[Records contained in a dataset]
■ ■ ■ ■ ■ ■ ■

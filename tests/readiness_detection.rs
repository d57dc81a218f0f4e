// tests/readiness_detection.rs
#![cfg(unix)]

use std::sync::{Arc, Mutex};
use std::time::Duration;

use drivervisor::proc::{forward_stderr, launch, watch_stdout, DriverProcess};
use drivervisor::{DiagnosticSink, StreamSource};
use drivervisor_test_utils::{fake_driver::FakeDriver, init_tracing};
use tokio::time::timeout;

type SeenLines = Arc<Mutex<Vec<(StreamSource, String)>>>;

fn collecting_sink() -> (DiagnosticSink, SeenLines) {
    let seen: SeenLines = Arc::new(Mutex::new(Vec::new()));
    let writer = Arc::clone(&seen);
    let sink: DiagnosticSink = Arc::new(move |source, line: &str| {
        writer.lock().unwrap().push((source, line.to_string()));
    });
    (sink, seen)
}

#[tokio::test]
async fn marker_substring_is_detected_mid_line() {
    init_tracing();

    let driver = FakeDriver::noisy_then_ready(&[], "prefix Listening on 1.2.3.4 suffix")
        .expect("write fake driver");
    let config = driver.config("Listening on", Duration::from_secs(5));

    let DriverProcess {
        child: _child,
        stdout,
        stderr: _stderr,
    } = launch(&config).expect("launch fake driver");

    let (sink, _) = collecting_sink();
    let rx = watch_stdout(stdout, config.ready_marker.clone(), sink);

    timeout(Duration::from_secs(3), rx)
        .await
        .expect("marker should be seen within 3s")
        .expect("watcher must fire, not drop");
    // _child is killed on drop via kill_on_drop.
}

#[tokio::test]
async fn non_marker_lines_reach_the_sink() {
    init_tracing();

    let driver = FakeDriver::noisy_then_ready(&["booting", "loading config"], "Listening on 4444")
        .expect("write fake driver");
    let config = driver.config("Listening on", Duration::from_secs(5));

    let DriverProcess {
        child: _child,
        stdout,
        stderr: _stderr,
    } = launch(&config).expect("launch fake driver");

    let (sink, seen) = collecting_sink();
    let rx = watch_stdout(stdout, config.ready_marker.clone(), sink);

    timeout(Duration::from_secs(3), rx)
        .await
        .expect("marker should be seen within 3s")
        .expect("watcher must fire");

    let seen = seen.lock().unwrap();
    let stdout_lines: Vec<&str> = seen
        .iter()
        .filter(|(s, _)| *s == StreamSource::Stdout)
        .map(|(_, l)| l.as_str())
        .collect();
    assert!(stdout_lines.contains(&"booting"), "got: {stdout_lines:?}");
    assert!(stdout_lines.contains(&"loading config"), "got: {stdout_lines:?}");
    // The marker line itself resolves the signal instead of being forwarded.
    assert!(
        stdout_lines.iter().all(|l| !l.contains("Listening on")),
        "marker line must not be forwarded: {stdout_lines:?}"
    );
}

#[tokio::test]
async fn stderr_is_never_scanned_for_readiness() {
    init_tracing();

    let driver = FakeDriver::stderr_only("Listening on 4444").expect("write fake driver");
    let config = driver.config("Listening on", Duration::from_secs(5));

    let DriverProcess {
        child: _child,
        stdout,
        stderr,
    } = launch(&config).expect("launch fake driver");

    let (sink, seen) = collecting_sink();
    let rx = watch_stdout(stdout, config.ready_marker.clone(), sink.clone());
    let (tail, _forwarder) = forward_stderr(stderr, sink);

    // Even though stderr printed the marker text, no readiness signal may
    // arrive.
    assert!(
        timeout(Duration::from_millis(400), rx).await.is_err(),
        "stdout watcher must not resolve from stderr output"
    );

    let seen = seen.lock().unwrap();
    assert!(
        seen.iter()
            .any(|(s, l)| *s == StreamSource::Stderr && l.contains("Listening on")),
        "stderr line should have been forwarded to the sink: {seen:?}"
    );

    let tail_lines = tail.lock().unwrap();
    assert!(
        tail_lines.iter().any(|l| l.contains("Listening on")),
        "stderr line should be in the diagnostic tail"
    );
}

#[tokio::test]
async fn stdout_eof_without_marker_drops_the_signal() {
    init_tracing();

    let driver = FakeDriver::exits(0, "").expect("write fake driver");
    let config = driver.config("ready", Duration::from_secs(5));

    let DriverProcess {
        child: _child,
        stdout,
        stderr: _stderr,
    } = launch(&config).expect("launch fake driver");

    let (sink, _) = collecting_sink();
    let rx = watch_stdout(stdout, config.ready_marker.clone(), sink);

    let res = timeout(Duration::from_secs(3), rx)
        .await
        .expect("watcher should end quickly after the process exits");
    assert!(res.is_err(), "sender must be dropped on EOF without marker");
}
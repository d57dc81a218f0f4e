// tests/config_loading.rs

use std::io::Write;
use std::time::Duration;

use drivervisor::config::load_and_validate;
use drivervisor::DrivervisorError;
use tempfile::NamedTempFile;

fn write_config(contents: &str) -> NamedTempFile {
    let mut file = NamedTempFile::new().expect("create temp config");
    file.write_all(contents.as_bytes()).expect("write temp config");
    file
}

#[test]
fn full_config_is_parsed_and_validated() {
    let file = write_config(
        r#"
[driver]
binary = "tauri-driver"
args = ["--port", "4444"]
ready_marker = "Listening on"
startup_timeout = "45s"

[run]
cmd = "npm test"
"#,
    );

    let cfg = load_and_validate(file.path()).expect("config should validate");
    assert_eq!(cfg.driver.binary, "tauri-driver");
    assert_eq!(
        cfg.driver.args,
        vec!["--port".to_string(), "4444".to_string()]
    );
    assert_eq!(cfg.driver.ready_marker, "Listening on");
    assert_eq!(cfg.driver.startup_timeout, Duration::from_secs(45));
    assert_eq!(cfg.run.cmd.as_deref(), Some("npm test"));
}

#[test]
fn startup_timeout_defaults_to_thirty_seconds() {
    let file = write_config(
        r#"
[driver]
binary = "msedgedriver"
ready_marker = "was started successfully"
"#,
    );

    let cfg = load_and_validate(file.path()).expect("minimal config should validate");
    assert_eq!(cfg.driver.startup_timeout, Duration::from_secs(30));
    assert!(cfg.driver.args.is_empty());
    assert!(cfg.run.cmd.is_none());
}

#[test]
fn empty_ready_marker_is_rejected() {
    let file = write_config(
        r#"
[driver]
binary = "tauri-driver"
ready_marker = ""
"#,
    );

    let err = load_and_validate(file.path()).expect_err("empty marker must be rejected");
    assert!(matches!(err, DrivervisorError::ConfigError(_)));
}

#[test]
fn unparseable_timeout_is_rejected() {
    let file = write_config(
        r#"
[driver]
binary = "tauri-driver"
ready_marker = "ready"
startup_timeout = "banana"
"#,
    );

    let err = load_and_validate(file.path()).expect_err("bad duration must be rejected");
    match err {
        DrivervisorError::ConfigError(msg) => {
            assert!(msg.contains("startup_timeout"), "got: {msg}");
        }
        other => panic!("expected ConfigError, got {other:?}"),
    }
}

#[test]
fn missing_driver_section_is_a_toml_error() {
    let file = write_config("[run]\ncmd = \"npm test\"\n");

    let err = load_and_validate(file.path()).expect_err("missing [driver] must fail");
    assert!(matches!(err, DrivervisorError::TomlError(_)));
}
// src/main.rs

use drivervisor::{cli, logging, run};

#[tokio::main]
async fn main() {
    match run_main().await {
        Ok(code) => std::process::exit(code),
        Err(err) => {
            eprintln!("drivervisor error: {err:?}");
            std::process::exit(1);
        }
    }
}

async fn run_main() -> anyhow::Result<i32> {
    let args = cli::parse();
    logging::init_logging(args.log_level)?;
    run(args).await
}
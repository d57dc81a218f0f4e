#![allow(dead_code)]

//! Fake driver binaries for integration tests.
//!
//! Each builder writes a small `sh` script into a temp directory and returns
//! a handle that keeps the directory alive for the duration of the test.
//! The scripts imitate the observable behaviours of a real native WebDriver
//! binary: announce a listening endpoint on stdout, log noise, die early
//! with a complaint on stderr, or hang silently.

use std::fs;
use std::path::{Path, PathBuf};
use std::time::Duration;

use drivervisor::DriverConfig;
use tempfile::TempDir;

pub struct FakeDriver {
    _dir: TempDir,
    path: PathBuf,
}

#[cfg(unix)]
impl FakeDriver {
    /// Emits `ready_line` on stdout after `delay`, then stays up.
    pub fn ready_after(delay: Duration, ready_line: &str) -> std::io::Result<Self> {
        Self::from_script(&format!(
            "#!/bin/sh\nsleep {}\necho '{}'\nsleep 60\n",
            delay.as_secs_f64(),
            ready_line
        ))
    }

    /// Prints each `noise` line, then `ready_line`, then stays up.
    pub fn noisy_then_ready(noise: &[&str], ready_line: &str) -> std::io::Result<Self> {
        let mut body = String::from("#!/bin/sh\n");
        for line in noise {
            body.push_str(&format!("echo '{line}'\n"));
        }
        body.push_str(&format!("echo '{ready_line}'\nsleep 60\n"));
        Self::from_script(&body)
    }

    /// Never emits anything on stdout; just stays up.
    pub fn silent() -> std::io::Result<Self> {
        Self::from_script("#!/bin/sh\nsleep 60\n")
    }

    /// Writes `stderr_line` to stderr (if non-empty) and exits with `code`.
    pub fn exits(code: i32, stderr_line: &str) -> std::io::Result<Self> {
        let mut body = String::from("#!/bin/sh\n");
        if !stderr_line.is_empty() {
            body.push_str(&format!("echo '{stderr_line}' >&2\n"));
        }
        body.push_str(&format!("exit {code}\n"));
        Self::from_script(&body)
    }

    /// Emits `line` on **stderr** only and stays up; stdout stays silent.
    pub fn stderr_only(line: &str) -> std::io::Result<Self> {
        Self::from_script(&format!("#!/bin/sh\necho '{line}' >&2\nsleep 60\n"))
    }

    fn from_script(body: &str) -> std::io::Result<Self> {
        use std::os::unix::fs::PermissionsExt;

        let dir = tempfile::tempdir()?;
        let path = dir.path().join("fake-driver.sh");
        fs::write(&path, body)?;
        fs::set_permissions(&path, fs::Permissions::from_mode(0o755))?;

        Ok(Self { _dir: dir, path })
    }
}

impl FakeDriver {
    pub fn path(&self) -> &Path {
        &self.path
    }

    /// Driver config pointing at this fake, with the given marker and
    /// startup timeout.
    pub fn config(&self, ready_marker: &str, startup_timeout: Duration) -> DriverConfig {
        DriverConfig {
            binary: self.path.to_string_lossy().into_owned(),
            args: Vec::new(),
            ready_marker: ready_marker.to_string(),
            startup_timeout,
        }
    }
}
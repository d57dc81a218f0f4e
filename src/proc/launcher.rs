// src/proc/launcher.rs

//! Spawning the driver binary.

use std::io;
use std::process::Stdio;

use tokio::process::{Child, ChildStderr, ChildStdout, Command};
use tracing::{debug, info};

use crate::config::DriverConfig;
use crate::errors::{DrivervisorError, Result};

/// An owned handle to a freshly spawned driver process.
///
/// The stdout/stderr pipes are already detached from the `Child` so the
/// supervisor can hand them to the readiness watcher and stderr forwarder
/// while keeping the `Child` itself for `wait()`/`kill()`.
pub struct DriverProcess {
    pub child: Child,
    pub stdout: ChildStdout,
    pub stderr: ChildStderr,
}

/// Spawn the driver binary with captured output streams.
///
/// - stdin is explicitly discarded; the driver is never fed input.
/// - stdout/stderr are piped, not inherited, so readiness detection and
///   diagnostics forwarding see every line.
/// - `kill_on_drop` guarantees the child dies even if the supervisor is
///   dropped without an explicit `stop()`.
///
/// A spawn failure (binary missing or not executable) surfaces here as
/// [`DrivervisorError::Spawn`]. Platforms that only report exec failure
/// after the fork show up instead as an immediate exit, which the
/// supervisor's exit-before-ready path reports as `ProcessExit`.
pub fn launch(config: &DriverConfig) -> Result<DriverProcess> {
    debug!(binary = %config.binary, args = ?config.args, "launching driver binary");

    let mut cmd = Command::new(&config.binary);
    cmd.args(&config.args)
        .stdin(Stdio::null())
        .stdout(Stdio::piped())
        .stderr(Stdio::piped())
        .kill_on_drop(true);

    // Terminal signals (SIGINT, SIGTSTP) sent to the supervising process
    // must not reach the driver; it is stopped explicitly via stop().
    #[cfg(unix)]
    cmd.process_group(0);

    let mut child = cmd.spawn().map_err(|source| DrivervisorError::Spawn {
        binary: config.binary.clone(),
        source,
    })?;

    info!(binary = %config.binary, pid = ?child.id(), "driver process spawned");

    let stdout = child
        .stdout
        .take()
        .ok_or_else(|| pipe_error(config, "stdout"))?;
    let stderr = child
        .stderr
        .take()
        .ok_or_else(|| pipe_error(config, "stderr"))?;

    Ok(DriverProcess {
        child,
        stdout,
        stderr,
    })
}

fn pipe_error(config: &DriverConfig, stream: &str) -> DrivervisorError {
    DrivervisorError::Spawn {
        binary: config.binary.clone(),
        source: io::Error::other(format!("{stream} pipe unavailable")),
    }
}
// src/supervisor.rs

//! Driver lifecycle controller.
//!
//! One `Supervisor` owns at most one live driver process at a time. All
//! methods take `&mut self`, so no two lifecycle reactions for the same
//! instance can run concurrently and the state field needs no lock.
//! Multiple independent supervisors can coexist in one test process.

use std::time::Duration;

use tokio::process::Child;
use tokio::task::JoinHandle;
use tokio::time::sleep;
use tracing::{debug, info, warn};

use crate::config::DriverConfig;
use crate::errors::{DrivervisorError, Result};
use crate::proc::{self, DiagnosticSink, DriverProcess, StderrTail};

/// Where the supervisor is in the driver's lifecycle.
///
/// A driver process may only be associated with `Starting`, `Ready`, or
/// `Failed` (after a startup timeout, until `stop()` cleans it up).
#[derive(Debug, Clone, Copy, PartialEq, Eq)]
pub enum SupervisorState {
    NotStarted,
    Starting,
    Ready,
    Failed,
    Terminated,
}

/// How long to wait for an exit status once stdout closed without the
/// readiness marker.
const EXIT_GRACE: Duration = Duration::from_secs(2);

/// Outcome of the startup race; whichever branch wins drops the others.
enum StartRace {
    Ready,
    Exited(std::io::Result<std::process::ExitStatus>),
    StdoutClosed,
    TimedOut,
}

pub struct Supervisor {
    config: DriverConfig,
    sink: DiagnosticSink,
    state: SupervisorState,
    child: Option<Child>,
    pid: Option<u32>,
}

impl Supervisor {
    /// Create a supervisor that forwards driver output to `tracing`.
    pub fn new(config: DriverConfig) -> Self {
        let sink = proc::tracing_sink(&config.binary);
        Self::with_sink(config, sink)
    }

    /// Create a supervisor with a caller-supplied diagnostics sink.
    pub fn with_sink(config: DriverConfig, sink: DiagnosticSink) -> Self {
        Self {
            config,
            sink,
            state: SupervisorState::NotStarted,
            child: None,
            pid: None,
        }
    }

    pub fn state(&self) -> SupervisorState {
        self.state
    }

    /// Pid of the live driver process, if any.
    pub fn pid(&self) -> Option<u32> {
        self.pid
    }

    /// Launch the driver and wait until it is ready.
    ///
    /// Resolves once the readiness marker appears on the driver's stdout.
    /// Fails with:
    /// - [`DrivervisorError::AlreadyStarted`] if this supervisor already
    ///   holds a start (no second process is spawned);
    /// - [`DrivervisorError::Spawn`] if the binary cannot be spawned;
    /// - [`DrivervisorError::ProcessExit`] if the driver exits (any code)
    ///   before the marker;
    /// - [`DrivervisorError::StartTimeout`] if the configured deadline
    ///   elapses first. The driver keeps running in that case until
    ///   `stop()` reclaims it.
    ///
    /// The three waits are raced in one `select!`; the losing branches are
    /// dropped in place, so a late marker or a stray timer cannot resurrect
    /// a settled start.
    pub async fn start(&mut self) -> Result<()> {
        match self.state {
            SupervisorState::NotStarted | SupervisorState::Terminated => {}
            state => return Err(DrivervisorError::AlreadyStarted { state }),
        }
        self.state = SupervisorState::Starting;

        let DriverProcess {
            mut child,
            stdout,
            stderr,
        } = match proc::launch(&self.config) {
            Ok(process) => process,
            Err(err) => {
                self.state = SupervisorState::Failed;
                return Err(err);
            }
        };
        self.pid = child.id();

        let mut ready_rx = proc::watch_stdout(
            stdout,
            self.config.ready_marker.clone(),
            self.sink.clone(),
        );
        let (tail, stderr_task) = proc::forward_stderr(stderr, self.sink.clone());

        let timeout = self.config.startup_timeout;
        let race = tokio::select! {
            res = &mut ready_rx => match res {
                Ok(()) => StartRace::Ready,
                Err(_) => StartRace::StdoutClosed,
            },
            status = child.wait() => StartRace::Exited(status),
            _ = sleep(timeout) => StartRace::TimedOut,
        };

        match race {
            StartRace::Ready => {
                self.child = Some(child);
                self.state = SupervisorState::Ready;
                info!(pid = ?self.pid, "driver reported readiness");
                Ok(())
            }
            StartRace::Exited(status) => {
                let code = match status {
                    Ok(status) => status.code().unwrap_or(-1),
                    Err(err) => {
                        warn!(error = %err, "failed to collect driver exit status");
                        -1
                    }
                };
                Err(self.fail_with_exit(code, &tail, stderr_task).await)
            }
            StartRace::StdoutClosed => {
                // Stdout hit EOF without the marker, so readiness can never
                // arrive; collect the exit status or put the process down.
                let code = match tokio::time::timeout(EXIT_GRACE, child.wait()).await {
                    Ok(Ok(status)) => status.code().unwrap_or(-1),
                    Ok(Err(err)) => {
                        warn!(error = %err, "failed to reap driver after stdout closed");
                        -1
                    }
                    Err(_) => {
                        warn!("driver closed stdout without becoming ready; killing it");
                        let _ = child.start_kill();
                        let _ = child.wait().await;
                        -1
                    }
                };
                Err(self.fail_with_exit(code, &tail, stderr_task).await)
            }
            StartRace::TimedOut => {
                warn!(?timeout, "driver did not report readiness in time");
                // Keep the process; stop() owns the cleanup.
                self.child = Some(child);
                self.state = SupervisorState::Failed;
                Err(DrivervisorError::StartTimeout { timeout })
            }
        }
    }

    /// Terminate the driver process, if any.
    ///
    /// Idempotent and infallible: safe from every state, including before
    /// the first `start()` and after a previous `stop()`. The kill request
    /// is issued synchronously within the call; the await only reaps the
    /// child. Afterwards the supervisor holds no process reference and a
    /// new `start()` is permitted.
    pub async fn stop(&mut self) {
        if let Some(mut child) = self.child.take() {
            debug!(pid = ?child.id(), "stopping driver process");

            if let Err(err) = child.start_kill() {
                // Already-dead processes make this a no-op.
                debug!(error = %err, "kill request failed (process already gone)");
            }

            match child.wait().await {
                Ok(status) => debug!(%status, "driver process terminated"),
                Err(err) => warn!(error = %err, "failed to reap driver process"),
            }
        }

        self.pid = None;
        self.state = SupervisorState::Terminated;
    }

    async fn fail_with_exit(
        &mut self,
        code: i32,
        tail: &StderrTail,
        forwarder: JoinHandle<()>,
    ) -> DrivervisorError {
        self.state = SupervisorState::Failed;
        self.pid = None;

        let stderr_tail = proc::drain_tail(tail, forwarder).await;
        warn!(exit_code = code, "driver exited before becoming ready");

        DrivervisorError::ProcessExit { code, stderr_tail }
    }
}
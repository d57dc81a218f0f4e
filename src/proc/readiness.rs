// src/proc/readiness.rs

//! Stdout readiness detection and stderr forwarding.
//!
//! Both functions are fire-and-forget: they spawn background Tokio tasks
//! that run until their stream closes. The supervisor communicates with
//! them only through the returned oneshot receiver / tail handle, so
//! dropping the receiver (e.g. when the startup race is lost) detaches the
//! watcher without any explicit listener bookkeeping.

use std::collections::VecDeque;
use std::sync::{Arc, Mutex};
use std::time::Duration;

use tokio::io::{AsyncBufReadExt, BufReader};
use tokio::process::{ChildStderr, ChildStdout};
use tokio::sync::oneshot;
use tokio::task::JoinHandle;
use tracing::debug;

use super::{DiagnosticSink, StreamSource};

/// Bounded stderr history, attached to `ProcessExit` errors as diagnostic
/// context.
pub type StderrTail = Arc<Mutex<VecDeque<String>>>;

const STDERR_TAIL_LINES: usize = 40;

/// Watch the driver's stdout for the readiness marker.
///
/// The returned receiver resolves when any stdout line *contains* the
/// marker substring. Substring-on-any-line matching tolerates drivers that
/// interleave unrelated log lines before the readiness line; the marker is
/// expected to be a distinctive, driver-specific phrase.
///
/// The oneshot sender is consumed on the first match, so the signal fires
/// at most once no matter how much output follows. Lines seen before the
/// marker are forwarded to the sink; after the marker (and after the
/// receiver has been dropped) the task keeps draining the stream so OS
/// pipe buffers never fill. Stdout EOF before the marker drops the sender,
/// which the supervisor observes as a closed channel.
pub fn watch_stdout(
    stdout: ChildStdout,
    marker: String,
    sink: DiagnosticSink,
) -> oneshot::Receiver<()> {
    let (tx, rx) = oneshot::channel();

    tokio::spawn(async move {
        let reader = BufReader::new(stdout);
        let mut lines = reader.lines();
        let mut ready_tx = Some(tx);

        while let Ok(Some(line)) = lines.next_line().await {
            match ready_tx.take() {
                Some(tx) if line.contains(&marker) => {
                    debug!("readiness marker seen: {}", line);
                    let _ = tx.send(());
                }
                Some(tx) => {
                    ready_tx = Some(tx);
                    sink(StreamSource::Stdout, &line);
                }
                None => sink(StreamSource::Stdout, &line),
            }
        }

        debug!("stdout watcher finished (stream closed)");
    });

    rx
}

/// Forward the driver's stderr to the diagnostic sink.
///
/// Stderr is never inspected for readiness. Every line is pushed into a
/// bounded tail buffer (last lines only) that the supervisor attaches to
/// `ProcessExit` errors when the driver dies before becoming ready.
pub fn forward_stderr(stderr: ChildStderr, sink: DiagnosticSink) -> (StderrTail, JoinHandle<()>) {
    let tail: StderrTail = Arc::new(Mutex::new(VecDeque::new()));
    let tail_writer = Arc::clone(&tail);

    let handle = tokio::spawn(async move {
        let reader = BufReader::new(stderr);
        let mut lines = reader.lines();

        while let Ok(Some(line)) = lines.next_line().await {
            sink(StreamSource::Stderr, &line);

            let mut guard = tail_writer.lock().unwrap_or_else(|e| e.into_inner());
            if guard.len() == STDERR_TAIL_LINES {
                guard.pop_front();
            }
            guard.push_back(line);
        }

        debug!("stderr forwarder finished (stream closed)");
    });

    (tail, handle)
}

/// Collect the stderr tail after the driver exited.
///
/// Waits briefly for the forwarder task so lines the process wrote just
/// before dying are not lost to the pipe.
pub async fn drain_tail(tail: &StderrTail, forwarder: JoinHandle<()>) -> String {
    let _ = tokio::time::timeout(Duration::from_millis(500), forwarder).await;

    let guard = tail.lock().unwrap_or_else(|e| e.into_inner());
    guard.iter().cloned().collect::<Vec<_>>().join("\n")
}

■ ■ ■ ■ ■ ■ ■

Aim of the task
The answer is the lines above between the line holding "seen before the" and the line holding "Some(tx) if line.contains(&marker)", inclusive, each written out exactly, and no others.

Response area
/// at most once no matter how much output follows. Lines seen before the
/// marker are forwarded to the sink; after the marker (and after the
/// receiver has been dropped) the task keeps draining the stream so OS
/// pipe buffers never fill. Stdout EOF before the marker drops the sender,
/// which the supervisor observes as a closed channel.
pub fn watch_stdout(
    stdout: ChildStdout,
    marker: String,
    sink: DiagnosticSink,
) -> oneshot::Receiver<()> {
    let (tx, rx) = oneshot::channel();

    tokio::spawn(async move {
        let reader = BufReader::new(stdout);
        let mut lines = reader.lines();
        let mut ready_tx = Some(tx);

        while let Ok(Some(line)) = lines.next_line().await {
            match ready_tx.take() {
                Some(tx) if line.contains(&marker) => {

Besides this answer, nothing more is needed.